Source Article from https://www.nbcnews.com/politics/2020-election/unable-land-hits-biden-trump-paints-him-socialist-trojan-horse-n1234241

Donald Trump is seeking to block billions of dollars in funding for coronavirus testing and contact tracing efforts as cases spike across the US, where around 70,000 people are testing positive each day.

White House opposition to spending proposed by Senate Republicans has sparked frustrations in his own party, according to the Washington Post, the New York Times and other media outlets.

Senate Republicans are preparing to unveil a new coronavirus relief bill when Congress returns from a two-week recess. The package, which must address the public health threat of Covid-19 and the resulting economic crisis, could be the last relief bill Congress passes before the November elections.

More than 140,000 people have died from Covid-19 in the US and more than 3.7 million cases of the respiratory illness have been identified. Cases were dropping April, but have since increased sharply across the country.

Trump has repeatedly blamed increased testing for the rise in cases, though that is not what results show.

The World Health Organization advised that before reopening, rates of positivity in testing should remain at 5% or lower for at least 14 days. More than 5% of people are testing positive for coronavirus in 34 of 52 US states and territories, indicating the US is testing too few people to adequately respond to the pandemic, according to Johns Hopkins University.

In states such as Arizona and Idaho, positivity rates are as high as 24% and 18.9% respectively, suggesting the sickest people are overrepresented in tests.

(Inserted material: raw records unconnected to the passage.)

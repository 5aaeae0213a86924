//! 通知发布
//!
//! 将信封序列化后追加到通知 topic，分区键为接收者 ID，保证同一接收者的通知有序。
//! 发送的是信封切换到 QUEUED 之后的副本，本地信封只在 broker 确认后才替换为该副本，
//! 因此消费端看到的内容与发布端记录的状态始终一致。

use std::sync::Arc;

use chrono::{DateTime, Utc};
use notify_shared::broker::{DeliveryReceipt, MessageProducer, ProducerRecord};
use notify_shared::config::KafkaConfig;
use notify_shared::observability::metrics as prom;
use tracing::{debug, error, info, warn};

use crate::builder::NotificationBuilder;
use crate::envelope::{NotificationEnvelope, NotificationStatus, NotificationType};
use crate::error::{NotificationError, Result};
use crate::health::HealthStatus;

/// 消息体编码版本
pub const SCHEMA_VERSION: &str = "1";

/// 批量发布结果
#[derive(Debug, Clone, Default, PartialEq, Eq)]
pub struct BatchReport {
    /// 成功写入的通知 ID
    pub published: Vec<String>,
    /// 因状态不对或无法序列化而跳过的通知 ID
    pub skipped: Vec<String>,
    /// broker 拒绝写入、已标记为 FAILED 的通知 ID
    pub failed: Vec<String>,
}

pub struct NotificationPublisher {
    producer: Arc<dyn MessageProducer>,
    topic: String,
    producer_id: String,
    brokers: Vec<String>,
}

impl NotificationPublisher {
    pub fn new(producer: Arc<dyn MessageProducer>, config: &KafkaConfig) -> Self {
        Self {
            producer,
            topic: config.topic.clone(),
            producer_id: config.producer_id.clone(),
            brokers: config.broker_list(),
        }
    }

    pub fn topic(&self) -> &str {
        &self.topic
    }

    /// 发布单条通知
    ///
    /// 只接受 PENDING 状态的信封。序列化失败时信封保持不变；
    /// broker 写入失败时信封标记为 FAILED 并记录原因。
    pub async fn publish(&self, envelope: &mut NotificationEnvelope) -> Result<DeliveryReceipt> {
        let (queued, record) = self.prepare(envelope)?;

        match self.producer.send(record).await {
            Ok(receipt) => {
                *envelope = queued;
                prom::record_publish(envelope.notification_type.as_str(), "success");
                info!(
                    notification_id = %envelope.id,
                    notification_type = %envelope.notification_type,
                    user_id = %envelope.user_id,
                    partition = receipt.partition,
                    offset = receipt.offset,
                    "通知已发布"
                );
                Ok(receipt)
            }
            Err(e) => {
                envelope.mark_failed(e.to_string())?;
                prom::record_publish(envelope.notification_type.as_str(), "failed");
                error!(
                    notification_id = %envelope.id,
                    error = %e,
                    "通知发布失败"
                );
                Err(e.into())
            }
        }
    }

    /// 批量发布
    ///
    /// 状态不对或无法序列化的信封被跳过并记录日志，不影响其余信封。
    /// 每条消息按 broker 的确认结果单独落状态：确认的变为 QUEUED，
    /// 被拒绝的标记为 FAILED。全部被拒绝时返回错误。
    pub async fn publish_batch(
        &self,
        envelopes: &mut [NotificationEnvelope],
    ) -> Result<BatchReport> {
        let mut report = BatchReport::default();
        let mut staged: Vec<(usize, NotificationEnvelope)> = Vec::new();
        let mut records: Vec<ProducerRecord> = Vec::new();

        for (index, envelope) in envelopes.iter().enumerate() {
            match self.prepare(envelope) {
                Ok((queued, record)) => {
                    staged.push((index, queued));
                    records.push(record);
                }
                Err(e) => {
                    warn!(
                        notification_id = %envelope.id,
                        error = %e,
                        "跳过无法发布的通知"
                    );
                    report.skipped.push(envelope.id.clone());
                }
            }
        }

        if records.is_empty() {
            return Ok(report);
        }

        let results = self.producer.send_batch(records).await;
        let mut last_error = None;
        for ((index, queued), result) in staged.into_iter().zip(results) {
            match result {
                Ok(_) => {
                    prom::record_publish(queued.notification_type.as_str(), "success");
                    report.published.push(queued.id.clone());
                    envelopes[index] = queued;
                }
                Err(e) => {
                    let envelope = &mut envelopes[index];
                    envelope.mark_failed(e.to_string())?;
                    prom::record_publish(envelope.notification_type.as_str(), "failed");
                    warn!(
                        notification_id = %envelope.id,
                        error = %e,
                        "批内通知写入失败"
                    );
                    report.failed.push(envelope.id.clone());
                    last_error = Some(e);
                }
            }
        }

        match last_error {
            Some(e) if report.published.is_empty() => {
                error!(
                    batch_size = report.failed.len(),
                    error = %e,
                    "批量发布失败，批内通知全部标记为失败"
                );
                Err(e.into())
            }
            _ => {
                info!(
                    published = report.published.len(),
                    skipped = report.skipped.len(),
                    failed = report.failed.len(),
                    "批量通知已发布"
                );
                Ok(report)
            }
        }
    }

    /// 计划在指定时间投递
    ///
    /// 消费端收到后会等到计划时间再投递；计划时间晚于过期时间时拒绝发布。
    pub async fn publish_scheduled(
        &self,
        envelope: &mut NotificationEnvelope,
        at: DateTime<Utc>,
    ) -> Result<DeliveryReceipt> {
        if envelope.status != NotificationStatus::Pending {
            return Err(NotificationError::NotPublishable(envelope.status));
        }
        if let Some(expires_at) = envelope.expires_at
            && at > expires_at
        {
            return Err(NotificationError::Validation(format!(
                "计划时间 {at} 晚于过期时间 {expires_at}"
            )));
        }

        let previous = envelope.scheduled_for.replace(at);
        match self.publish(envelope).await {
            Ok(receipt) => Ok(receipt),
            Err(
                e @ (NotificationError::Serialization(_) | NotificationError::NotPublishable(_)),
            ) => {
                // 未发送的信封保持原样
                envelope.scheduled_for = previous;
                Err(e)
            }
            Err(e) => Err(e),
        }
    }

    /// 把已入队、未到计划时间的信封按原样追加到 topic 末尾
    pub async fn requeue(&self, envelope: &NotificationEnvelope) -> Result<DeliveryReceipt> {
        if envelope.status != NotificationStatus::Queued {
            return Err(NotificationError::NotPublishable(envelope.status));
        }
        let record = self.record_for(envelope, envelope.encode()?);
        let receipt = self.producer.send(record).await?;
        prom::record_publish(envelope.notification_type.as_str(), "requeued");
        Ok(receipt)
    }

    /// 不产生 broker 流量的自检：合成信封能完整编解码，且必要配置齐全
    pub fn health_check(&self) -> HealthStatus {
        if self.brokers.is_empty() {
            return HealthStatus::unhealthy("未配置 broker 地址");
        }
        if self.topic.trim().is_empty() {
            return HealthStatus::unhealthy("未配置通知 topic");
        }
        if self.producer_id.trim().is_empty() {
            return HealthStatus::unhealthy("未配置生产者标识");
        }

        let probe = NotificationBuilder::new()
            .notification_type(NotificationType::BookingConfirmed)
            .recipient("health-check", "health-check@localhost")
            .payload_value("probe", true)
            .build();
        let round_trip = probe.and_then(|envelope| {
            let decoded = NotificationEnvelope::decode(&envelope.encode()?)?;
            Ok(decoded == envelope)
        });

        match round_trip {
            Ok(true) => HealthStatus::Healthy,
            Ok(false) => HealthStatus::unhealthy("信封编解码结果不一致"),
            Err(e) => HealthStatus::unhealthy(format!("信封编解码失败: {e}")),
        }
    }

    /// 构造 QUEUED 副本及其 broker 消息，不修改原信封
    fn prepare(
        &self,
        envelope: &NotificationEnvelope,
    ) -> Result<(NotificationEnvelope, ProducerRecord)> {
        if envelope.status != NotificationStatus::Pending {
            return Err(NotificationError::NotPublishable(envelope.status));
        }

        let mut queued = envelope.clone();
        queued.transition(NotificationStatus::Queued)?;
        let payload = queued.encode()?;
        let record = self.record_for(&queued, payload);

        debug!(
            notification_id = %queued.id,
            bytes = record.payload.len(),
            "通知已序列化"
        );
        Ok((queued, record))
    }

    fn record_for(&self, envelope: &NotificationEnvelope, payload: Vec<u8>) -> ProducerRecord {
        let mut record = ProducerRecord::new(&self.topic, envelope.partition_key(), payload)
            .with_header("notification-id", &envelope.id)
            .with_header("notification-type", envelope.notification_type.as_str())
            .with_header("priority", envelope.priority.as_str())
            .with_header("recipient-id", &envelope.user_id)
            .with_header("recipient-email", &envelope.email)
            .with_header("channels", envelope.channel_list())
            .with_header("schema-version", SCHEMA_VERSION)
            .with_header("producer", &self.producer_id)
            .with_header("created-at", envelope.created_at.to_rfc3339());

        let optional = [
            ("scheduled-for", envelope.scheduled_for.map(|t| t.to_rfc3339())),
            ("event-id", envelope.event_id.clone()),
            ("booking-id", envelope.booking_id.clone()),
            ("waitlist-entry-id", envelope.waitlist_entry_id.clone()),
            ("expires-at", envelope.expires_at.map(|t| t.to_rfc3339())),
        ];
        for (key, value) in optional {
            if let Some(value) = value {
                record = record.with_header(key, value);
            }
        }
        record
    }
}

In an interview with Fox News Sunday, conducted on Friday, Trump again said US numbers are skewed by the number of tests being done.

“Cases are up because we have the best testing in the world and we have the most testing,” he said. “We are the envy of the world.”

The Trump administration reportedly wants to cut $25bn Republicans propose allocating for state contact tracing and testing efforts. The White House is also trying to block $10bn for the nation’s top public health agency, the Centers for Disease Control and Prevention (CDC) and $15bn for the top medical research agency, the National Institutes of Health (NIH), as well as money for state and Pentagon anti-Covid efforts abroad.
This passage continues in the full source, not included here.